**What is being asked**
Once the line with "filename libs/terrain/raster/src/procedural.rs" is found in the data, output it and each following line exactly, up to and including the line with "let mut frequency = 3f64;", and nothing before or after.

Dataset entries
+ + +

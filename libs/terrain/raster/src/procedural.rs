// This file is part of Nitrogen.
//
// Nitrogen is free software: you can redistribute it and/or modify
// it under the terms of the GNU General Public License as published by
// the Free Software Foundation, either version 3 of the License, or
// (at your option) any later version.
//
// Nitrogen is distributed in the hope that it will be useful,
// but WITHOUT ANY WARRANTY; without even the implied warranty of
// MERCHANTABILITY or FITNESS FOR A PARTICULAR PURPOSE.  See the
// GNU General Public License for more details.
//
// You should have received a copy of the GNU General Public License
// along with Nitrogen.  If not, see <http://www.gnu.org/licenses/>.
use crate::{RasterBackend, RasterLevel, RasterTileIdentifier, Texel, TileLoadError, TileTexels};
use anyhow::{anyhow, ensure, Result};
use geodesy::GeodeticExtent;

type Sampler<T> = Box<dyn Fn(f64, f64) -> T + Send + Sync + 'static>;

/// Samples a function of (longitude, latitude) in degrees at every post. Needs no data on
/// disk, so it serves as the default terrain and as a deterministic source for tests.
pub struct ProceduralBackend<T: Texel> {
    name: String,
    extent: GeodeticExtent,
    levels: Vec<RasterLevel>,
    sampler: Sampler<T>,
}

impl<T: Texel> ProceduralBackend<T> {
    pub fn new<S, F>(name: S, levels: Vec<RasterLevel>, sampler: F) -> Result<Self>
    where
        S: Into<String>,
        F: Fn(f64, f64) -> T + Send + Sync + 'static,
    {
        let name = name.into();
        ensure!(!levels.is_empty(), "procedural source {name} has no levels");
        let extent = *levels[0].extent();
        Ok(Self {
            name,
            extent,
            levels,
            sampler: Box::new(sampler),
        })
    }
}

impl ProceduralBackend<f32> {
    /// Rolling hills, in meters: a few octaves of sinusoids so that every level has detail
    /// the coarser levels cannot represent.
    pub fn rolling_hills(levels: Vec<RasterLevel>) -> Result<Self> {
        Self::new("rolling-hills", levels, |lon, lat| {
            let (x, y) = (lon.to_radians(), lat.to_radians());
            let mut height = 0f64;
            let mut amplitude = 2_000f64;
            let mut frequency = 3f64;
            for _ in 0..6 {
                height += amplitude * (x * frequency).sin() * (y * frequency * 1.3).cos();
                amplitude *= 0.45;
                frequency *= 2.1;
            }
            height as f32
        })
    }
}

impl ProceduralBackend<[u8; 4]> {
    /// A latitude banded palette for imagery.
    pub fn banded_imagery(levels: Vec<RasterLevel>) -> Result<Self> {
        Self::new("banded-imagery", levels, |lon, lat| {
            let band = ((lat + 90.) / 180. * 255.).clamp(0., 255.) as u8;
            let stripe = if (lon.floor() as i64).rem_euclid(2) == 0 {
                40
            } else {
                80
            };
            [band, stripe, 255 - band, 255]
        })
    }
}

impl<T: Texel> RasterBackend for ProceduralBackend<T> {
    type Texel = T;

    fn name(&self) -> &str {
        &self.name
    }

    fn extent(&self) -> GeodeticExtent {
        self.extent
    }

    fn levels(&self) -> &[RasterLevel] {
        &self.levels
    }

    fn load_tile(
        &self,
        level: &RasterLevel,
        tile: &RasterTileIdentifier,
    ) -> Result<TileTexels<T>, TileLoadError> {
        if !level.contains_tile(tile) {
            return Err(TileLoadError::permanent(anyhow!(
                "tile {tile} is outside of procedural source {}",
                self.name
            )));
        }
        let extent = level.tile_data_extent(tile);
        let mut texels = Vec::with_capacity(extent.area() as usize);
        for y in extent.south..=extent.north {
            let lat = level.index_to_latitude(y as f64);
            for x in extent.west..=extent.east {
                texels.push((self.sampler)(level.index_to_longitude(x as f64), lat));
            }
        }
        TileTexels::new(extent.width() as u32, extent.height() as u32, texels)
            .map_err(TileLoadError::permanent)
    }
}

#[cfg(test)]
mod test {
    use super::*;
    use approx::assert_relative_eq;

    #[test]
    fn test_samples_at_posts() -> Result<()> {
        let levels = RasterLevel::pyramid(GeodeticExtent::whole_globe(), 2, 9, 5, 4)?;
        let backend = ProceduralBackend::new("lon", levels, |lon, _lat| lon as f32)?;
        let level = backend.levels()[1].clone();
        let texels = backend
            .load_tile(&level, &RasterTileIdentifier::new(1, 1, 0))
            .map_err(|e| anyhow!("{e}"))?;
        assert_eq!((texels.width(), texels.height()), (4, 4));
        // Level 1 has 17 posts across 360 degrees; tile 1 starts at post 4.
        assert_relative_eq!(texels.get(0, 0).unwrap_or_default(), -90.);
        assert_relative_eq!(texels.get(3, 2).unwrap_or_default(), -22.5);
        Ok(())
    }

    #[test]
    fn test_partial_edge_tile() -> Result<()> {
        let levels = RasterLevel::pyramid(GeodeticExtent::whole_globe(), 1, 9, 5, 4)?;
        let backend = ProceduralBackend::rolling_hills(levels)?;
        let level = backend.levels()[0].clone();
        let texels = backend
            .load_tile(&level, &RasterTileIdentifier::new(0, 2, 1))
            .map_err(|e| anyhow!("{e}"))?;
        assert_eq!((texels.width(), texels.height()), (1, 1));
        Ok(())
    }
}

+ + +

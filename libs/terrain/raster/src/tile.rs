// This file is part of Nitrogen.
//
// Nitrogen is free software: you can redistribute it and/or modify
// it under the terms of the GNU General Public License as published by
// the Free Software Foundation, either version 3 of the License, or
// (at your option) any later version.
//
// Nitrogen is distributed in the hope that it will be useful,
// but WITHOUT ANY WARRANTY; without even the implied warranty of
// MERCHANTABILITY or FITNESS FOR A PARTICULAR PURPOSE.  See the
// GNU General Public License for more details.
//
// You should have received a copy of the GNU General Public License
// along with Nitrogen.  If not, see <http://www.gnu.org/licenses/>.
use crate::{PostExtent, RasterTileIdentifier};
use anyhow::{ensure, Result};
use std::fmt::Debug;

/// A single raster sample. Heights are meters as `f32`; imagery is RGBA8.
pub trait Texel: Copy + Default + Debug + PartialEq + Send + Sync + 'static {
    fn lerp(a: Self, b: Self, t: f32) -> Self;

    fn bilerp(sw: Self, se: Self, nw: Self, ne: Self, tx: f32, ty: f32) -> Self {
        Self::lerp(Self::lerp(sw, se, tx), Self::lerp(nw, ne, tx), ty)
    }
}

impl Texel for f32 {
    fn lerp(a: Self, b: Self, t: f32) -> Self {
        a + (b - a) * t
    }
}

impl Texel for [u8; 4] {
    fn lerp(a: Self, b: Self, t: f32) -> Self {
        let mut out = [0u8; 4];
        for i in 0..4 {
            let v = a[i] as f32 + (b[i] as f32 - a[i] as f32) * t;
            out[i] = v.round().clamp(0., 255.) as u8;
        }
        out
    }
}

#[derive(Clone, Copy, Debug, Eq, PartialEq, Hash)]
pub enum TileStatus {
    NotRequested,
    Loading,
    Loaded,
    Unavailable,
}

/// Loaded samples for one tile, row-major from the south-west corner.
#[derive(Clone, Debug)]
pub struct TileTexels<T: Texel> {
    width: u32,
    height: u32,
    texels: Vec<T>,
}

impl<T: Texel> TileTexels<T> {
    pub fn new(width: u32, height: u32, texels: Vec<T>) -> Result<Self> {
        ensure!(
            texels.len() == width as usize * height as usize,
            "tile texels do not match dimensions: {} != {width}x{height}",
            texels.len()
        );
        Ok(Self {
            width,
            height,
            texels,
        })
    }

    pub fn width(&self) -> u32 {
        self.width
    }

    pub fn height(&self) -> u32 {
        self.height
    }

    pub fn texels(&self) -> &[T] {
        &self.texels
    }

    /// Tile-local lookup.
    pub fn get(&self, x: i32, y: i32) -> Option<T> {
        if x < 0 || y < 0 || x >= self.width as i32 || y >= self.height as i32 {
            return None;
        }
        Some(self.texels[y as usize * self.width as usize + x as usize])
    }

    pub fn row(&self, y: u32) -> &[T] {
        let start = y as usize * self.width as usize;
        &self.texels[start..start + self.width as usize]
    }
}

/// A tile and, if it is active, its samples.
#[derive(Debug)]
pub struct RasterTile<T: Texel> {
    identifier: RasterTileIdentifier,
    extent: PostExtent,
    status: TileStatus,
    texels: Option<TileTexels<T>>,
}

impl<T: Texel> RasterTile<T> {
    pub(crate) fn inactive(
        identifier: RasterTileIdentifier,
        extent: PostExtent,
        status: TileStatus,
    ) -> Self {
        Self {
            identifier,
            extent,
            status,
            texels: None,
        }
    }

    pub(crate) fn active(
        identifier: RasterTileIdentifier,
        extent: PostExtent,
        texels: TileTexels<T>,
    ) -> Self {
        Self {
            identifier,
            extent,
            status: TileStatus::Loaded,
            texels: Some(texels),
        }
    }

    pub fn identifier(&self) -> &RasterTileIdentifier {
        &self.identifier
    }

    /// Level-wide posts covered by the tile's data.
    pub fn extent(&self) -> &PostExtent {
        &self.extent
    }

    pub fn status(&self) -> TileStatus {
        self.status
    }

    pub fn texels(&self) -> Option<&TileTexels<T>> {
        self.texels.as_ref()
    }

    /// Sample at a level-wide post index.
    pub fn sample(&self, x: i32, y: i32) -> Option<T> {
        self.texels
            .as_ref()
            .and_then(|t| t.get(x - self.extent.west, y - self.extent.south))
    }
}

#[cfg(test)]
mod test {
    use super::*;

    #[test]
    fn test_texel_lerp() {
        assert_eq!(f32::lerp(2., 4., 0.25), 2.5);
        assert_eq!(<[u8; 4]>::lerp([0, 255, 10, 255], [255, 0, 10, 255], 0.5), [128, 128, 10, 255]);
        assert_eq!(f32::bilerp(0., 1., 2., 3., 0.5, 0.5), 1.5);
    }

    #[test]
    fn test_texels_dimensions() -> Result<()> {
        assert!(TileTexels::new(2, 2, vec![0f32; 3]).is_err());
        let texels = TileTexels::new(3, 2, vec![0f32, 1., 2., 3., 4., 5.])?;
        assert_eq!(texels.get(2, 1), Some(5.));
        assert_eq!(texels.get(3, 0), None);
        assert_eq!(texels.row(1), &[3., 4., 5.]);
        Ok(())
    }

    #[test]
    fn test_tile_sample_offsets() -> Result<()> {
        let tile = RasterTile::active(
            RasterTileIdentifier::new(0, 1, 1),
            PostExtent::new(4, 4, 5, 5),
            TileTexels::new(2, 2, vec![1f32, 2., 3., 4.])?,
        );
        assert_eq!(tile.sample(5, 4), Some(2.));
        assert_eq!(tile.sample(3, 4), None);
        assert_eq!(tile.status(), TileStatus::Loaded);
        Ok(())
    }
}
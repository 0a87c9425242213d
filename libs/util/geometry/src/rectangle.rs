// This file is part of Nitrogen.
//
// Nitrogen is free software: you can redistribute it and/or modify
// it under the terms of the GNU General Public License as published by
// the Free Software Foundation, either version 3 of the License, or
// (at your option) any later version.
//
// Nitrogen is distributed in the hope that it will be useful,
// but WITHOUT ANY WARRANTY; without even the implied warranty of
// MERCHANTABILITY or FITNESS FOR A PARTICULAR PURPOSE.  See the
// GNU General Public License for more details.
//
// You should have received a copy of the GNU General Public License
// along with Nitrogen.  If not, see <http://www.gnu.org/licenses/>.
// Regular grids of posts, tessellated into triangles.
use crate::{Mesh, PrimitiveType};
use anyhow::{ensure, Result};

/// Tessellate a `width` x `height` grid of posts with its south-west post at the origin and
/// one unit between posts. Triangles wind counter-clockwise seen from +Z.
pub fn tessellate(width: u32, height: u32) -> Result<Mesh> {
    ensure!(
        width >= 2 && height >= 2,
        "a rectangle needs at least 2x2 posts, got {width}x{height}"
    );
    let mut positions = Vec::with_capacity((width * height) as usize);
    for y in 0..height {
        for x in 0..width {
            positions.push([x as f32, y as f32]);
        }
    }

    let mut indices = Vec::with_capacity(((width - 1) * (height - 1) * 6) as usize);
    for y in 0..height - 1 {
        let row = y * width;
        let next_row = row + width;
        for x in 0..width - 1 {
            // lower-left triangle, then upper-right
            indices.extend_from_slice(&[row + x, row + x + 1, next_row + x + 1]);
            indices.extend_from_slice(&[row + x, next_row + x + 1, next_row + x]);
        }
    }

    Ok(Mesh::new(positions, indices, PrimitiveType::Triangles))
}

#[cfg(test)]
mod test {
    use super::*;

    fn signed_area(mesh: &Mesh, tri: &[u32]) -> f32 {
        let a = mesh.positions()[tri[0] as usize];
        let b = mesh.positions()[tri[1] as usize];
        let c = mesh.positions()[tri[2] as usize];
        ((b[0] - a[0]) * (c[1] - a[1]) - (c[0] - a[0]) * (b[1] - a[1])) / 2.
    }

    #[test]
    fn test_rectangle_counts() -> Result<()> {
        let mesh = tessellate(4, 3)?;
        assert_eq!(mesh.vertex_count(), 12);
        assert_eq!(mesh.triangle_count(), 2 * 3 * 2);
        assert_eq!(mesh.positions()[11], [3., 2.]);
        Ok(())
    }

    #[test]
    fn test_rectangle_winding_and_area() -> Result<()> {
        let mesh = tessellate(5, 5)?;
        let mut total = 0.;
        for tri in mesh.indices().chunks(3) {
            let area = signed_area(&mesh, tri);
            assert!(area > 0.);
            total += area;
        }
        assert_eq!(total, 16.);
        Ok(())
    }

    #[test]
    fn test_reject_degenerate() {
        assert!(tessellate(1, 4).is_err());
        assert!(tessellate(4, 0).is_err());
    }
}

+ + +

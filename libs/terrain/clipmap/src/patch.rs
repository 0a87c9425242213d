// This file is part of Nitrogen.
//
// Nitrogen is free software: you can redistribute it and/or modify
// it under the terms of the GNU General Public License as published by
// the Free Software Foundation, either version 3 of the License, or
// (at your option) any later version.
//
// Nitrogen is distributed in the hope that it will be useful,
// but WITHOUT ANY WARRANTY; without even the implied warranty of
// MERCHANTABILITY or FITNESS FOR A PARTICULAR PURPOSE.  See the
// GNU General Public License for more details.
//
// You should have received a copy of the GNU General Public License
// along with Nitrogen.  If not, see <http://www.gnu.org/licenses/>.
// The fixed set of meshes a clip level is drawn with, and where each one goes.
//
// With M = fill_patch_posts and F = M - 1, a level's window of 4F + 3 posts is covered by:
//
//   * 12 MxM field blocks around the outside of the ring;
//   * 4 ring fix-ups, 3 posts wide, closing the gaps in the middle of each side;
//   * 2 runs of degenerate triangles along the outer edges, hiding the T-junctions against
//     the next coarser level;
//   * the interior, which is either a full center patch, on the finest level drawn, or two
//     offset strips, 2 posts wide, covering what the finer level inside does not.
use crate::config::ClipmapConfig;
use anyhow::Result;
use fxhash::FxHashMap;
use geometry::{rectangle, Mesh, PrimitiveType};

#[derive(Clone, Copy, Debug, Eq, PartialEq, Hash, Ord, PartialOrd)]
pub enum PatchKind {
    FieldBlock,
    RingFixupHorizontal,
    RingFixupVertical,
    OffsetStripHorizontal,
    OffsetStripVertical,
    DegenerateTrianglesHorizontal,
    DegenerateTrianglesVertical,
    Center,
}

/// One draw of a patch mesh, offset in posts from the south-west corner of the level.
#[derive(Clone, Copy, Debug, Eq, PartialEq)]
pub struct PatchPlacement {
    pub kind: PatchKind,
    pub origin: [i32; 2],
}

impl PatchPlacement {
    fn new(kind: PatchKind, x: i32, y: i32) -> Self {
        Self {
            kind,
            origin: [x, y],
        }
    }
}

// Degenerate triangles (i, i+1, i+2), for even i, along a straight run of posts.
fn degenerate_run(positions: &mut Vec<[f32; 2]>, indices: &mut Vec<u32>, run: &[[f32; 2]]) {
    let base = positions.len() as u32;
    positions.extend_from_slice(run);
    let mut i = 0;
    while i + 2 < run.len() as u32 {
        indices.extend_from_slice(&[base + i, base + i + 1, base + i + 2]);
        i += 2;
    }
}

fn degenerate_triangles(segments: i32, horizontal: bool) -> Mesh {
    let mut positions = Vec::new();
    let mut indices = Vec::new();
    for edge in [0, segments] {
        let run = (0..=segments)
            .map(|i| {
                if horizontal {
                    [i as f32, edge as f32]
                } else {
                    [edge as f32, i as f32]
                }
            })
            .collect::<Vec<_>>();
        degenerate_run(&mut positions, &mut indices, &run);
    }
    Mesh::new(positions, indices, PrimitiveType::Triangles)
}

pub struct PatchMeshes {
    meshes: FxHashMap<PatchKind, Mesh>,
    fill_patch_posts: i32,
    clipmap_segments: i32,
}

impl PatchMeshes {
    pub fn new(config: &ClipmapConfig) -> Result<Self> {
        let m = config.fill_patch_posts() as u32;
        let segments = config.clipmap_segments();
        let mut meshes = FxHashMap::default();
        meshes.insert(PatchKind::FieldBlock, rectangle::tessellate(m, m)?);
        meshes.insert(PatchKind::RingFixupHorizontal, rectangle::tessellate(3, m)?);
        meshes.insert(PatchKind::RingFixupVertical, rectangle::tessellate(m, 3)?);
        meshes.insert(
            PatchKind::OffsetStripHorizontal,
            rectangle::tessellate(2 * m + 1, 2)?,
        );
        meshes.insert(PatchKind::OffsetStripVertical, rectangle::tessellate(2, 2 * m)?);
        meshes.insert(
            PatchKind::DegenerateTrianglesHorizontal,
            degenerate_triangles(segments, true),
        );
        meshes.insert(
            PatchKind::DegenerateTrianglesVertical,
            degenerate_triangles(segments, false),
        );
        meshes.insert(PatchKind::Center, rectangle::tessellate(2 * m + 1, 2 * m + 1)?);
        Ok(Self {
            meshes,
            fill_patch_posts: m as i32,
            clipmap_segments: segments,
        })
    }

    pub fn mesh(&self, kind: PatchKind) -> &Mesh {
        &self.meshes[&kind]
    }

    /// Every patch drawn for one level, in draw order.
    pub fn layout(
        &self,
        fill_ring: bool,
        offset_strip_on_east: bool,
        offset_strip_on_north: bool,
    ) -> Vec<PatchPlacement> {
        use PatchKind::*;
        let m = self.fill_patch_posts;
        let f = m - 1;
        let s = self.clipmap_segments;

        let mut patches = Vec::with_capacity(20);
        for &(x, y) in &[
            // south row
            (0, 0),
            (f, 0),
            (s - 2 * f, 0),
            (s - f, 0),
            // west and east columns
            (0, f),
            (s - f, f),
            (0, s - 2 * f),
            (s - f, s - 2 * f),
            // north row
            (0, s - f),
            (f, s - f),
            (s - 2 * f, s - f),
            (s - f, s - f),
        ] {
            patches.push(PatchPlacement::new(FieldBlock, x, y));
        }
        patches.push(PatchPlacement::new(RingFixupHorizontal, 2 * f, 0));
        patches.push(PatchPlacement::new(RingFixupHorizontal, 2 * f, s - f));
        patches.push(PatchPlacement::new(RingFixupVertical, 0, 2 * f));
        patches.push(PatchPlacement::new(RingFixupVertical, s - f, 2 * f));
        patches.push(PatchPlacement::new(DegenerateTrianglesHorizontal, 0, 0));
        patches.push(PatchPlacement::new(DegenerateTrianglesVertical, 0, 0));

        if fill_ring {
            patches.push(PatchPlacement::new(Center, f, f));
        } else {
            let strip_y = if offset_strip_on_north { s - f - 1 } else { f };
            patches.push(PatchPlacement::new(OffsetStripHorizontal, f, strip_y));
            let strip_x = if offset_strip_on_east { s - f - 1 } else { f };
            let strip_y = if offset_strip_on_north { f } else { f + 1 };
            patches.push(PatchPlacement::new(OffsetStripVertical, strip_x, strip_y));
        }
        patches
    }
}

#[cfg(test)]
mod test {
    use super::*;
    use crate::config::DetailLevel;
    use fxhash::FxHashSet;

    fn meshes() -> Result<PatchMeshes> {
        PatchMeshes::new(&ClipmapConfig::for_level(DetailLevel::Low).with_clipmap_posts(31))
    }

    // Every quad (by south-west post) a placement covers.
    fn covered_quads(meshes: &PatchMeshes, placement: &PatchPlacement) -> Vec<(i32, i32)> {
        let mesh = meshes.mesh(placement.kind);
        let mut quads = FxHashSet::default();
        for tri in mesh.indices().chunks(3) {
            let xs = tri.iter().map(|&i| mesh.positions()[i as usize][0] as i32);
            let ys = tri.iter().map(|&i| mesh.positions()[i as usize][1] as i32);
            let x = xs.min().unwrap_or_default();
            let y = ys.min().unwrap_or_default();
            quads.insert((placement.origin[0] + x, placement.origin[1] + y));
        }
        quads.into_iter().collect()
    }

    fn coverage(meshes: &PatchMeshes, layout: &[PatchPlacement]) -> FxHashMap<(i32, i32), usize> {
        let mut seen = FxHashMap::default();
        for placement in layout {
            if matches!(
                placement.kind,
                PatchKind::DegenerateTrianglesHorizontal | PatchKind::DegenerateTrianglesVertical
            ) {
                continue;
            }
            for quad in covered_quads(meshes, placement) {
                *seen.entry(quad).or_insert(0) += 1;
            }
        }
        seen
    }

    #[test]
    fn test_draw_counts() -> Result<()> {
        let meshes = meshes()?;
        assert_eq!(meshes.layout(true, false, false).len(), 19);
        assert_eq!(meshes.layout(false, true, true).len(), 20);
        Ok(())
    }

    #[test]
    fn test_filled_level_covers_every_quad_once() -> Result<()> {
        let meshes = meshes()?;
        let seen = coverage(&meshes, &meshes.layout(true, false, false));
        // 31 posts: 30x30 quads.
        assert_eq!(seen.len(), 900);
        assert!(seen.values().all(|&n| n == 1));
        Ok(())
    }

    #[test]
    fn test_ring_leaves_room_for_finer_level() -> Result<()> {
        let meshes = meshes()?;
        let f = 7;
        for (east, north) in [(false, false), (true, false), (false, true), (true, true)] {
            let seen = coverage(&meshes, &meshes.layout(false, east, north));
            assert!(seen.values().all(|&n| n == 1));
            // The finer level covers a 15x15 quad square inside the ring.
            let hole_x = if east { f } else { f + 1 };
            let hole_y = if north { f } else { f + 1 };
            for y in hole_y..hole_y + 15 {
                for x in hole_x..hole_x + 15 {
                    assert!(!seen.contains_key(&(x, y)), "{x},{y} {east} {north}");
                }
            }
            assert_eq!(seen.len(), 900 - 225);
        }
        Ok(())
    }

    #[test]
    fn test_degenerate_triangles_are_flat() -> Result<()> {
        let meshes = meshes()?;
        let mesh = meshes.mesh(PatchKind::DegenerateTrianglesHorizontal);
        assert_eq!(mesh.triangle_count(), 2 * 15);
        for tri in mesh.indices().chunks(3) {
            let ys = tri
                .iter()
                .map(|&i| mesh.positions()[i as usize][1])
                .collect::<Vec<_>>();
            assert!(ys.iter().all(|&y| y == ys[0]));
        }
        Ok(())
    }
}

+ + +

**Written solution**
filename libs/terrain/raster/src/procedural.rs
// This file is part of Nitrogen.
//
// Nitrogen is free software: you can redistribute it and/or modify
// it under the terms of the GNU General Public License as published by
// the Free Software Foundation, either version 3 of the License, or
// (at your option) any later version.
//
// Nitrogen is distributed in the hope that it will be useful,
// but WITHOUT ANY WARRANTY; without even the implied warranty of
// MERCHANTABILITY or FITNESS FOR A PARTICULAR PURPOSE.  See the
// GNU General Public License for more details.
//
// You should have received a copy of the GNU General Public License
// along with Nitrogen.  If not, see <http://www.gnu.org/licenses/>.
use crate::{RasterBackend, RasterLevel, RasterTileIdentifier, Texel, TileLoadError, TileTexels};
use anyhow::{anyhow, ensure, Result};
use geodesy::GeodeticExtent;

type Sampler<T> = Box<dyn Fn(f64, f64) -> T + Send + Sync + 'static>;

/// Samples a function of (longitude, latitude) in degrees at every post. Needs no data on
/// disk, so it serves as the default terrain and as a deterministic source for tests.
pub struct ProceduralBackend<T: Texel> {
    name: String,
    extent: GeodeticExtent,
    levels: Vec<RasterLevel>,
    sampler: Sampler<T>,
}

impl<T: Texel> ProceduralBackend<T> {
    pub fn new<S, F>(name: S, levels: Vec<RasterLevel>, sampler: F) -> Result<Self>
    where
        S: Into<String>,
        F: Fn(f64, f64) -> T + Send + Sync + 'static,
    {
        let name = name.into();
        ensure!(!levels.is_empty(), "procedural source {name} has no levels");
        let extent = *levels[0].extent();
        Ok(Self {
            name,
            extent,
            levels,
            sampler: Box::new(sampler),
        })
    }
}

impl ProceduralBackend<f32> {
    /// Rolling hills, in meters: a few octaves of sinusoids so that every level has detail
    /// the coarser levels cannot represent.
    pub fn rolling_hills(levels: Vec<RasterLevel>) -> Result<Self> {
        Self::new("rolling-hills", levels, |lon, lat| {
            let (x, y) = (lon.to_radians(), lat.to_radians());
            let mut height = 0f64;
            let mut amplitude = 2_000f64;
            let mut frequency = 3f64;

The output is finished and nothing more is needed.